Working from the records beneath this line, reproduce each one exactly.

┌──

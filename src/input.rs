use std::thread;

use crossterm::event::{self, Event, KeyCode, KeyEvent, KeyEventKind, KeyModifiers};
use tokio::sync::mpsc;
use tracing::warn;

use crate::types::Direction;

/// Player intents produced by the input collaborator.
#[derive(Clone, Copy, Debug, PartialEq, Eq)]
pub enum InputEvent {
    Quit,
    Interact,
    Move(Direction),
}

/// Maps a terminal event to a player intent. WASD or arrows move, `e` or
/// Enter interacts, Esc, `q` or Ctrl-C quits.
pub fn decode(event: &Event) -> Option<InputEvent> {
    let Event::Key(KeyEvent {
        code,
        modifiers,
        kind,
        ..
    }) = event
    else {
        return None;
    };
    if *kind != KeyEventKind::Press {
        return None;
    }

    match code {
        KeyCode::Char('c') if modifiers.contains(KeyModifiers::CONTROL) => Some(InputEvent::Quit),
        KeyCode::Esc => Some(InputEvent::Quit),
        KeyCode::Enter => Some(InputEvent::Interact),
        KeyCode::Up => Some(InputEvent::Move(Direction::Up)),
        KeyCode::Down => Some(InputEvent::Move(Direction::Down)),
        KeyCode::Left => Some(InputEvent::Move(Direction::Left)),
        KeyCode::Right => Some(InputEvent::Move(Direction::Right)),
        KeyCode::Char(c) => match c.to_ascii_lowercase() {
            'w' => Some(InputEvent::Move(Direction::Up)),
            's' => Some(InputEvent::Move(Direction::Down)),
            'a' => Some(InputEvent::Move(Direction::Left)),
            'd' => Some(InputEvent::Move(Direction::Right)),
            'e' => Some(InputEvent::Interact),
            'q' => Some(InputEvent::Quit),
            _ => None,
        },
        _ => None,
    }
}

/// Reads the terminal on a dedicated thread and forwards decoded intents.
///
/// The thread exits when the receiver is dropped (after the next key press)
/// or when the terminal cannot be read.
pub fn spawn_reader() -> mpsc::Receiver<InputEvent> {
    let (tx, rx) = mpsc::channel(16);
    thread::spawn(move || {
        loop {
            match event::read() {
                Ok(event) => {
                    let Some(input) = decode(&event) else {
                        continue;
                    };
                    if tx.blocking_send(input).is_err() {
                        break;
                    }
                }
                Err(err) => {
                    warn!(%err, "input reader stopped");
                    break;
                }
            }
        }
    });
    rx
}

└──

→ **WRITTEN SOLUTION**:
filename src/input.rs
use std::thread;

use crossterm::event::{self, Event, KeyCode, KeyEvent, KeyEventKind, KeyModifiers};
use tokio::sync::mpsc;
use tracing::warn;

use crate::types::Direction;

/// Player intents produced by the input collaborator.
#[derive(Clone, Copy, Debug, PartialEq, Eq)]
pub enum InputEvent {
    Quit,
    Interact,
    Move(Direction),
}

/// Maps a terminal event to a player intent. WASD or arrows move, `e` or
/// Enter interacts, Esc, `q` or Ctrl-C quits.
pub fn decode(event: &Event) -> Option<InputEvent> {
    let Event::Key(KeyEvent {
        code,
        modifiers,
        kind,
        ..
    }) = event
    else {
        return None;
    };
    if *kind != KeyEventKind::Press {
        return None;
    }

    match code {
        KeyCode::Char('c') if modifiers.contains(KeyModifiers::CONTROL) => Some(InputEvent::Quit),
        KeyCode::Esc => Some(InputEvent::Quit),
        KeyCode::Enter => Some(InputEvent::Interact),
        KeyCode::Up => Some(InputEvent::Move(Direction::Up)),
        KeyCode::Down => Some(InputEvent::Move(Direction::Down)),
        KeyCode::Left => Some(InputEvent::Move(Direction::Left)),
        KeyCode::Right => Some(InputEvent::Move(Direction::Right)),
        KeyCode::Char(c) => match c.to_ascii_lowercase() {
            'w' => Some(InputEvent::Move(Direction::Up)),
            's' => Some(InputEvent::Move(Direction::Down)),
            'a' => Some(InputEvent::Move(Direction::Left)),
            'd' => Some(InputEvent::Move(Direction::Right)),
            'e' => Some(InputEvent::Interact),
            'q' => Some(InputEvent::Quit),
            _ => None,
        },
        _ => None,
    }
}

/// Reads the terminal on a dedicated thread and forwards decoded intents.
///
/// The thread exits when the receiver is dropped (after the next key press)
/// or when the terminal cannot be read.
pub fn spawn_reader() -> mpsc::Receiver<InputEvent> {
    let (tx, rx) = mpsc::channel(16);
    thread::spawn(move || {
        loop {
            match event::read() {
                Ok(event) => {
                    let Some(input) = decode(&event) else {
                        continue;
                    };
                    if tx.blocking_send(input).is_err() {
                        break;
                    }
                }
                Err(err) => {
                    warn!(%err, "input reader stopped");
                    break;
                }
            }
        }
    });
    rx
}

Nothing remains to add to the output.